Hydrography is a conspicuous and complex natural theme on topographic maps due to its large number of features (Savino et al. 2011). It must be drawn with strict tolerances in order to appear well integrated with the terrain and is very sensitive to changing scales (Buttenfield, Stanislawski, and Brewer 2011). A significant amount of previous scholarly research has explored systematic methods for generalizing hydrography suitable for automation.

Hydrographic generalization methods are often based on stream ordering schemes. Recent methods emphasize on generalizing by stream drainage area, several of which we briefly review in the following section. In this paper, we employ the National Hydrography Data Set (NHDPlus) to explore a novel generalization method that uses variable flow thresholds. NHDPlus is a publicly available, comprehensive vector spatial data set containing hydrography for the United States at 1:100,000 scale, provided by the US Environmental Protection Agency (EPA). Originally conceptualized as a tool for surface-water modeling, the data are used for a variety of applications, including cartography (EPA, USGS, and Horizon Systems Corporations 2010a, 2010b). NHDPlus data are ideal for exploring generalization methods because they include many additional attributes, such as Strahler stream order and mean annual estimates of natural flow and velocity for all streams.

The intent of this generalization method is to improve upon traditional hydrographic presentation to produce a river map that does not under-represent rivers and streams in high precipitation areas or over-represent them in arid areas. This method represents an advancement over previous work by using mean annual precipitation to derive the flow rate pruning thresholds, serving to emphasize on a more accurate rendering of precipitation and runoff regime. While we use NHDPlus to develop and discuss this work, these methods may be applied to other hydrography data sets, as long as they have been enriched with flow rates (see, for example, ESRI 2012 or Global Runoff Data Center 2013).

Related work

Any method of generalization must address two key issues: which features to retain (or delete) and how many features to retain (or delete), which can be represented by the selection and the target. The selection process can address either retention or deletion, but the target is generally a number of features to retain. Topfer's radical law (or principle of selection) has been adapted for use in hydrography. The original formula is: [n.sub.f] = [n.sub.a] x [square root of ([M.sub.a]/[M.sub.f])], where [n.sub.f] is the number of features shown on the derived map; [n.sub.a] is the number of features on the source map; [M.sub.a] is the scale denominator of the source map; and [M.sub.f] is the scale denominator of the derived map (Topfer 1966). Some researchers have used or modified the radical law to establish targets (e.g., Ai, Liu, and Chen 2006; Gardiner 1982; Zhang 2007; Stanislawski 2009; Wilmer and Brewer 2010; Mazur and Castner 1990). While this principle helps to answer the question of how many features to retain when generalizing to smaller scales, it provides no guidance about which features to retain.

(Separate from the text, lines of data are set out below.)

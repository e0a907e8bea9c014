//! Full-width (zenkaku) and half-width (hankaku) conversion, and kana shifting.
//!
//! Full-width ASCII sits at a fixed offset from ASCII. Half-width katakana has
//! no voiced forms of its own: a voiced full-width letter becomes the base
//! letter followed by a combining mark, and the conversion back recombines them.

use crate::{Error, Result};

bitflags::bitflags! {
    /// Character classes a width conversion applies to.
    ///
    /// ```
    /// use sucre::WidthModes;
    ///
    /// assert_eq!(WidthModes::parse("kn").unwrap(), WidthModes::KATAKANA | WidthModes::NUMBERS);
    /// assert_eq!(WidthModes::parse("all").unwrap(), WidthModes::all());
    /// ```
    #[derive(Debug, Clone, Copy, PartialEq, Eq, Hash)]
    pub struct WidthModes: u8 {
        /// Latin letters.
        const ALPHABET = 1 << 0;
        /// Digits.
        const NUMBERS = 1 << 1;
        /// Katakana, the middle dot, and the prolonged sound mark.
        const KATAKANA = 1 << 2;
        /// The ideographic space.
        const SPACES = 1 << 3;
        /// ASCII symbols and Japanese brackets, comma, and full stop.
        const PUNCTUATION = 1 << 4;
    }
}

impl WidthModes {
    /// Parse a mode string.
    ///
    /// Accepts `"all"`, full names (`"alphabet"`, `"numbers"`, `"katakana"`,
    /// `"spaces"`, `"punctuation"`), or any run of the initials `a n k s p`.
    /// Several modes may be separated by commas or spaces. Empty means all.
    ///
    /// # Errors
    ///
    /// Returns [`Error::InvalidArgument`] for anything else.
    pub fn parse(s: &str) -> Result<Self> {
        let mut modes = Self::empty();
        let mut any = false;
        for word in s.split(|c: char| c == ',' || c.is_whitespace()).filter(|w| !w.is_empty()) {
            any = true;
            modes |= match word {
                "all" => Self::all(),
                "alphabet" => Self::ALPHABET,
                "numbers" => Self::NUMBERS,
                "katakana" => Self::KATAKANA,
                "spaces" => Self::SPACES,
                "punctuation" => Self::PUNCTUATION,
                initials => {
                    let mut m = Self::empty();
                    for c in initials.chars() {
                        m |= match c {
                            'a' => Self::ALPHABET,
                            'n' => Self::NUMBERS,
                            'k' => Self::KATAKANA,
                            's' => Self::SPACES,
                            'p' => Self::PUNCTUATION,
                            _ => {
                                return Err(Error::invalid_argument(
                                    "mode",
                                    format!("unknown width mode \"{word}\""),
                                ))
                            }
                        };
                    }
                    m
                }
            };
        }
        Ok(if any { modes } else { Self::all() })
    }
}

// ═══════════════════════════════════════════════════════════════════════════════
// Tables
// ═══════════════════════════════════════════════════════════════════════════════

const FULL_WIDTH_OFFSET: u32 = 0xFEE0;
const IDEOGRAPHIC_SPACE: char = '\u{3000}';
const HALF_VOICED: char = '\u{FF9E}';
const HALF_SEMI_VOICED: char = '\u{FF9F}';
const FULL_VOICED: char = '\u{309B}';
const FULL_SEMI_VOICED: char = '\u{309C}';

/// Full-width katakana for half-width U+FF66 through U+FF9D, in order.
const KATAKANA_ROW: &str =
    "ヲァィゥェォャュョッーアイウエオカキクケコサシスセソタチツテトナニヌネノハヒフヘホマミムメモヤユヨラリルレロワン";
const HALF_KATAKANA_START: u32 = 0xFF66;

/// Letters that take the voiced mark (their voiced form is the next code point).
const VOICEABLE: &str = "カキクケコサシスセソタチツテトハヒフヘホ";
/// Letters that take the semi-voiced mark (two code points on).
const SEMI_VOICEABLE: &str = "ハヒフヘホ";

/// Japanese punctuation with a half-width form.
const PUNCTUATION_PAIRS: [(char, char); 4] = [('。', '｡'), ('「', '｢'), ('」', '｣'), ('、', '､')];
/// Katakana marks with a half-width form (outside the main row).
const KATAKANA_MARKS: [(char, char); 3] = [('・', '･'), (FULL_VOICED, HALF_VOICED), (FULL_SEMI_VOICED, HALF_SEMI_VOICED)];

fn offset(c: char, delta: i64) -> char {
    u32::try_from(i64::from(u32::from(c)) + delta)
        .ok()
        .and_then(char::from_u32)
        .unwrap_or(c)
}

fn ascii_mode(c: char) -> Option<WidthModes> {
    match c {
        'a'..='z' | 'A'..='Z' => Some(WidthModes::ALPHABET),
        '0'..='9' => Some(WidthModes::NUMBERS),
        '!'..='~' => Some(WidthModes::PUNCTUATION),
        _ => None,
    }
}

fn half_katakana(full: char) -> Option<char> {
    KATAKANA_ROW
        .chars()
        .position(|k| k == full)
        .and_then(|i| u32::try_from(i).ok())
        .and_then(|i| char::from_u32(HALF_KATAKANA_START + i))
}

fn full_katakana(half: char) -> Option<char> {
    let i = u32::from(half).checked_sub(HALF_KATAKANA_START)?;
    KATAKANA_ROW.chars().nth(usize::try_from(i).ok()?)
}

// ═══════════════════════════════════════════════════════════════════════════════
// Conversions
// ═══════════════════════════════════════════════════════════════════════════════

/// Full-width to half-width for the selected classes.
pub(crate) fn hankaku(s: &str, modes: WidthModes) -> String {
    let mut out = String::with_capacity(s.len());
    for c in s.chars() {
        let narrow = offset(c, -i64::from(FULL_WIDTH_OFFSET));
        if ('\u{FF01}'..='\u{FF5E}').contains(&c) && ascii_mode(narrow).is_some_and(|m| modes.contains(m)) {
            out.push(narrow);
        } else if c == IDEOGRAPHIC_SPACE && modes.contains(WidthModes::SPACES) {
            out.push(' ');
        } else if let Some(&(_, half)) = PUNCTUATION_PAIRS
            .iter()
            .find(|(full, _)| *full == c)
            .filter(|_| modes.contains(WidthModes::PUNCTUATION))
        {
            out.push(half);
        } else if modes.contains(WidthModes::KATAKANA) {
            push_half_katakana(&mut out, c);
        } else {
            out.push(c);
        }
    }
    out
}

fn push_half_katakana(out: &mut String, c: char) {
    if let Some(half) = half_katakana(c) {
        out.push(half);
    } else if let Some(&(_, half)) = KATAKANA_MARKS.iter().find(|(full, _)| *full == c) {
        out.push(half);
    } else if c == 'ヴ' {
        out.push('ｳ');
        out.push(HALF_VOICED);
    } else if let Some(base) = half_katakana(offset(c, -1)).filter(|_| VOICEABLE.contains(offset(c, -1))) {
        out.push(base);
        out.push(HALF_VOICED);
    } else if let Some(base) = half_katakana(offset(c, -2)).filter(|_| SEMI_VOICEABLE.contains(offset(c, -2))) {
        out.push(base);
        out.push(HALF_SEMI_VOICED);
    } else {
        out.push(c);
    }
}

/// Half-width to full-width for the selected classes.
pub(crate) fn zenkaku(s: &str, modes: WidthModes) -> String {
    let mut out = String::with_capacity(s.len());
    let mut chars = s.chars().peekable();
    while let Some(c) = chars.next() {
        if ascii_mode(c).is_some_and(|m| modes.contains(m)) {
            out.push(offset(c, i64::from(FULL_WIDTH_OFFSET)));
        } else if c == ' ' && modes.contains(WidthModes::SPACES) {
            out.push(IDEOGRAPHIC_SPACE);
        } else if let Some(&(full, _)) = PUNCTUATION_PAIRS
            .iter()
            .find(|(_, half)| *half == c)
            .filter(|_| modes.contains(WidthModes::PUNCTUATION))
        {
            out.push(full);
        } else if let Some(full) = full_katakana(c).filter(|_| modes.contains(WidthModes::KATAKANA)) {
            let combined = match chars.peek() {
                Some(&HALF_VOICED) if full == 'ウ' => Some('ヴ'),
                Some(&HALF_VOICED) if VOICEABLE.contains(full) => Some(offset(full, 1)),
                Some(&HALF_SEMI_VOICED) if SEMI_VOICEABLE.contains(full) => Some(offset(full, 2)),
                _ => None,
            };
            if let Some(voiced) = combined {
                chars.next();
                out.push(voiced);
            } else {
                out.push(full);
            }
        } else if let Some(&(full, _)) = KATAKANA_MARKS
            .iter()
            .find(|(_, half)| *half == c)
            .filter(|_| modes.contains(WidthModes::KATAKANA))
        {
            out.push(full);
        } else {
            out.push(c);
        }
    }
    out
}

/// Katakana to hiragana. With `all`, half-width katakana converts too.
pub(crate) fn hiragana(s: &str, all: bool) -> String {
    let source = if all {
        zenkaku(s, WidthModes::KATAKANA)
    } else {
        s.to_string()
    };
    source
        .chars()
        .map(|c| match c {
            '\u{30A1}'..='\u{30F6}' => offset(c, -0x60),
            _ => c,
        })
        .collect()
}

/// Hiragana to katakana.
pub(crate) fn katakana(s: &str) -> String {
    s.chars()
        .map(|c| match c {
            '\u{3041}'..='\u{3096}' => offset(c, 0x60),
            _ => c,
        })
        .collect()
}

Generalizing by stream order

Most hydrographic generalization methods are based on the stream ordering schemes of Horton (1945), Strahler (1957), or Shreve (1966). In Horton's scheme, a first-order stream is a headwater with no tributaries; a second-order stream is represented by the confluence of two first-order streams, and so on. At confluences, the shorter stream or the stream joining the parent stream at a greater angle is assigned a lower order. Stream order increments only when two streams of the same order flow together. Once all confluence-to-confluence segments of the stream network have been ordered, the main stem of each river, from headwater to outlet, is assigned the same order as its outlet. The cartographer must decide which segments comprise the main stem of the river (Mazur and Castner 1990), though Horton's original criteria were to select the "longest and straightest path" (which implies curvilinear continuity rather than the actual straightness of line). Strahler modified Horton's method by abandoning this subjective retracing stage. Shreve then further modified Horton's scheme to account for the number of upstream tributaries. In Shreve's scheme, stream order increments whenever two streams join, regardless of the tributary length or angle of confluence.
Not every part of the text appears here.